Active surveillance or immediate surgery for low-risk prostate cancer: let’s look at the math

A new study has attempted to calculate the impact of age, health status, and patient preference on the relative outcomes (and merits) of immediate surgery as compared to active surveillance for the management of low-risk prostate cancer.

Liu et al. used highly structured mathematical modeling techniques the calculate the quality-adjusted life expectancies, the actual life expectancies, the prostate cancer-specific mortality rates, and the years of treatment side effects for 200,000 men diagnosed with low-risk prostate cancer and treated with either active surveillance or immediate radical prostatectomy.

They used model parameters derived from the available literature to simulate outcomes for men aged between 50 and 75 years with poor, average, or excellent health status.

The core results of this study suggest the following:

  • For 65-year-old men with low-risk disease in average health, compared to active surveillance, immediate radical surgery resulted in
    • 0.3 additional years of life expectancy
    • 1.6 additional years of impotence or incontinence
    • A 4.9 percent decrease in prostate cancer-specific mortality
    • A net difference of 0.05 fewer quality-adjusted life years.
  • Increased age and poorer baseline health status favored active surveillance.
  • With greater than 95% probability, active surveillance resulted in net benefits compared to immediate radical surgery
    • For men older than 74 years in excellent health
    • For men older than 67 years in average health
    • For men older than 54 years in poor health.
  • Patient preferences toward life under surveillance, biochemical recurrence of disease, treatment side effects, and future discount rate affected optimal management choice.

The authors conclude (based on this purely mathematical model) that, “Older men and men in poor health are likely to have better quality adjusted life expectancy with active surveillance.” However, they go on (helpfully in our opinion) to emphasize the obvious, which is that “specific individual preferences impact optimal choices and should be a primary consideration in shared decision making.”

4 Responses

  1. It is still all about patient centered care. The patient must be given complete information from someone in the healthcare system, preferably his provider. Then how to proceed with treatment must be a shared decision. From reading posts from men with prostate cancer on this site and other sites, this just isn’t happening. We all need to work to empower men to take control of their healthcare and ensure that the healthcare system responds in a positive manner to that empowerment.

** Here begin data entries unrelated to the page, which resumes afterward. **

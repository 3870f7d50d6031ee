use super::{centered_rect, field_lines, Frame};
use crate::state::{FiscalYearField, State};
use crate::ui::widgets::styling;
use crate::validation::Field;
use ratatui::{
    layout::Rect,
    text::{Line, Span},
    widgets::{Block, Borders, Clear, Paragraph},
};

/// Render the add/edit fiscal year modal over the table.
///
pub fn fiscal_year_modal(frame: &mut Frame, size: Rect, state: &mut State) {
    let theme = state.get_theme();
    let form = match state.fiscal_year_form() {
        Some(form) => form,
        None => return,
    };
    let area = centered_rect(60, 60, size);

    let block = Block::default()
        .borders(Borders::ALL)
        .border_style(styling::active_block_border_style(theme))
        .title(Span::styled(form.title(), styling::active_block_title_style()));

    let text_fields = [
        (FiscalYearField::Year, "Year", &form.year),
        (FiscalYearField::StartDate, "Start date", &form.start_date),
        (FiscalYearField::EndDate, "End date", &form.end_date),
        (FiscalYearField::Remarks, "Remarks", &form.remarks),
    ];
    let mut lines: Vec<Line> = vec![];
    for (field, label, value) in text_fields {
        let error = field
            .validation_field()
            .and_then(|field: Field| form.errors.get(field));
        lines.extend(field_lines(
            theme,
            label,
            value,
            form.focused == field,
            error,
        ));
    }

    let checkbox = if form.is_main { "[x]" } else { "[ ]" };
    let checkbox_style = if form.focused == FiscalYearField::IsMain {
        styling::active_list_item_style(theme)
    } else {
        styling::normal_text_style(theme)
    };
    lines.push(Line::from(Span::styled(
        format!("{} Main fiscal year", checkbox),
        checkbox_style,
    )));
    lines.push(Line::from(""));
    lines.push(Line::from(Span::styled(
        "Dates as YYYYMMDD. Enter: save, Esc: cancel",
        styling::muted_text_style(theme),
    )));

    frame.render_widget(Clear, area);
    frame.render_widget(Paragraph::new(lines).block(block), area);
}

  2. It’s important to define “low risk” in terms of Gleason score (2-6), when asking if active surveillance produces results equal to or better than immediate prostate cancer surgery. What defines “low risk” in the research you’ve cited?

  3. Dear Rabbi Ed:

    In the full text of the article, the authors explicitly characterize “low risk” according to the D’Amico criteria: clinical stage T1c–T2a, PSA less than 10 ng/ml and biopsy Gleason score less than 7.

  4. More statistics, but missing the key one — doubling time. You can have “low risk”, below Gleason 6, but a fast doubling time in months. My Gleason was 5, but if I had waited a year for my next PSA it would have been above 200 because my doubling time was 3 months! If you are on active surveillance you must determine your doubling time and get frequent PSA tests.